All of the data is to be printed again exactly as it appears.

● **Available data**
..............................
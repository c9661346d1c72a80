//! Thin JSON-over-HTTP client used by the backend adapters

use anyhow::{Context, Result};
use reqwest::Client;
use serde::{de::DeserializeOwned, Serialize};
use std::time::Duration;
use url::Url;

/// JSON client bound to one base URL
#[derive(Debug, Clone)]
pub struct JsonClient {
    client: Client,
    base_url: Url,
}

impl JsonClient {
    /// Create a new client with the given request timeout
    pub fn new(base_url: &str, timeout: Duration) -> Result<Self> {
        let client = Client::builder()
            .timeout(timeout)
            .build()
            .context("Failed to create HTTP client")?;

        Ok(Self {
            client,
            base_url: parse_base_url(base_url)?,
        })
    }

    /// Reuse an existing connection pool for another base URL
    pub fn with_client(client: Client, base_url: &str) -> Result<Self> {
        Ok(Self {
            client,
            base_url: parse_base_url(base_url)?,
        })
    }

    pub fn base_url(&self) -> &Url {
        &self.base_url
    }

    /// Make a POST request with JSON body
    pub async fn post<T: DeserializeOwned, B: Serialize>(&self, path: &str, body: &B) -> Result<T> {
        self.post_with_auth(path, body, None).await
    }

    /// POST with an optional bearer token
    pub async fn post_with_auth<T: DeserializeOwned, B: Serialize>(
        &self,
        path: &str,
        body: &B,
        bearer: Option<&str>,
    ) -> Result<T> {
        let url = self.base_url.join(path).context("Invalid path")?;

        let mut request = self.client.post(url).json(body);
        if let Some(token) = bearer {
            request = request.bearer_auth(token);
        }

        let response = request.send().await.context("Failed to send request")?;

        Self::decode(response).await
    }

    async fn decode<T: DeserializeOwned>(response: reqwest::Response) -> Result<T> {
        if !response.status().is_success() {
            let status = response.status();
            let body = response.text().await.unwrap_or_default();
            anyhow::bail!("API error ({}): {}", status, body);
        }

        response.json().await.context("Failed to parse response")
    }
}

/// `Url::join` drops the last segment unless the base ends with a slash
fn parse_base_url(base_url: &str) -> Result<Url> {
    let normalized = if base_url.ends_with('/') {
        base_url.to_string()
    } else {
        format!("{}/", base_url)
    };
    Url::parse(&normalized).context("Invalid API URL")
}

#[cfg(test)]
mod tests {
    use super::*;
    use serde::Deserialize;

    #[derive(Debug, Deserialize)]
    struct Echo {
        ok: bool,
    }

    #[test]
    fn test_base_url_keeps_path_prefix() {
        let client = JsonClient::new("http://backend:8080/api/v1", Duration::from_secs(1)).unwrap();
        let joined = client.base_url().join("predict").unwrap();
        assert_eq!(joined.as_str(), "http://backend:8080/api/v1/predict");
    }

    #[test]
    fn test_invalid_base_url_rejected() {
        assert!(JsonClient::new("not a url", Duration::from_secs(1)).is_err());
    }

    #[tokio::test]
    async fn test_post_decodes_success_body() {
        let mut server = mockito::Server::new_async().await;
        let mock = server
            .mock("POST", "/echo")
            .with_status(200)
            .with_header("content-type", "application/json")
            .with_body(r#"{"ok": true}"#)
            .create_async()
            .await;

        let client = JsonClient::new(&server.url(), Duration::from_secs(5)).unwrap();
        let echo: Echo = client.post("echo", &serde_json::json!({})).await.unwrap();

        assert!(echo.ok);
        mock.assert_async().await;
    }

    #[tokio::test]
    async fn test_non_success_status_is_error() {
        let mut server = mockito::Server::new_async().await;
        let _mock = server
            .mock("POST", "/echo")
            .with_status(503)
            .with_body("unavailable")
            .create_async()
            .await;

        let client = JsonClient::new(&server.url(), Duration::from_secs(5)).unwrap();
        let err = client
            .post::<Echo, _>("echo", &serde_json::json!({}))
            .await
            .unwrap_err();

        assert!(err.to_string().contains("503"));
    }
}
..............................
● **Response to this exercise**
repository c9661346d1c72a80
//! Thin JSON-over-HTTP client used by the backend adapters

use anyhow::{Context, Result};
use reqwest::Client;
use serde::{de::DeserializeOwned, Serialize};
use std::time::Duration;
use url::Url;

/// JSON client bound to one base URL
#[derive(Debug, Clone)]
pub struct JsonClient {
    client: Client,
    base_url: Url,
}

impl JsonClient {
    /// Create a new client with the given request timeout
    pub fn new(base_url: &str, timeout: Duration) -> Result<Self> {
        let client = Client::builder()
            .timeout(timeout)
            .build()
            .context("Failed to create HTTP client")?;

        Ok(Self {
            client,
            base_url: parse_base_url(base_url)?,
        })
    }

    /// Reuse an existing connection pool for another base URL
    pub fn with_client(client: Client, base_url: &str) -> Result<Self> {
        Ok(Self {
            client,
            base_url: parse_base_url(base_url)?,
        })
    }

    pub fn base_url(&self) -> &Url {
        &self.base_url
    }

    /// Make a POST request with JSON body
    pub async fn post<T: DeserializeOwned, B: Serialize>(&self, path: &str, body: &B) -> Result<T> {
        self.post_with_auth(path, body, None).await
    }

    /// POST with an optional bearer token
    pub async fn post_with_auth<T: DeserializeOwned, B: Serialize>(
        &self,
        path: &str,
        body: &B,
        bearer: Option<&str>,
    ) -> Result<T> {
        let url = self.base_url.join(path).context("Invalid path")?;

        let mut request = self.client.post(url).json(body);
        if let Some(token) = bearer {
            request = request.bearer_auth(token);
        }

        let response = request.send().await.context("Failed to send request")?;

        Self::decode(response).await
    }

    async fn decode<T: DeserializeOwned>(response: reqwest::Response) -> Result<T> {
        if !response.status().is_success() {
            let status = response.status();
            let body = response.text().await.unwrap_or_default();
            anyhow::bail!("API error ({}): {}", status, body);
        }

        response.json().await.context("Failed to parse response")
    }
}

/// `Url::join` drops the last segment unless the base ends with a slash
fn parse_base_url(base_url: &str) -> Result<Url> {
    let normalized = if base_url.ends_with('/') {
        base_url.to_string()
    } else {
        format!("{}/", base_url)
    };
    Url::parse(&normalized).context("Invalid API URL")
}

#[cfg(test)]
mod tests {
    use super::*;
    use serde::Deserialize;

    #[derive(Debug, Deserialize)]
    struct Echo {
        ok: bool,
    }

    #[test]
    fn test_base_url_keeps_path_prefix() {
        let client = JsonClient::new("http://backend:8080/api/v1", Duration::from_secs(1)).unwrap();
        let joined = client.base_url().join("predict").unwrap();
        assert_eq!(joined.as_str(), "http://backend:8080/api/v1/predict");
    }

    #[test]
    fn test_invalid_base_url_rejected() {
        assert!(JsonClient::new("not a url", Duration::from_secs(1)).is_err());
    }

    #[tokio::test]
    async fn test_post_decodes_success_body() {
        let mut server = mockito::Server::new_async().await;
        let mock = server
            .mock("POST", "/echo")
            .with_status(200)
            .with_header("content-type", "application/json")
            .with_body(r#"{"ok": true}"#)
            .create_async()
            .await;

        let client = JsonClient::new(&server.url(), Duration::from_secs(5)).unwrap();
        let echo: Echo = client.post("echo", &serde_json::json!({})).await.unwrap();

        assert!(echo.ok);
        mock.assert_async().await;
    }

    #[tokio::test]
    async fn test_non_success_status_is_error() {
        let mut server = mockito::Server::new_async().await;
        let _mock = server
            .mock("POST", "/echo")
            .with_status(503)
            .with_body("unavailable")
            .create_async()
            .await;

        let client = JsonClient::new(&server.url(), Duration::from_secs(5)).unwrap();
        let err = client
            .post::<Echo, _>("echo", &serde_json::json!({}))
            .await
            .unwrap_err();

        assert!(err.to_string().contains("503"));
    }
}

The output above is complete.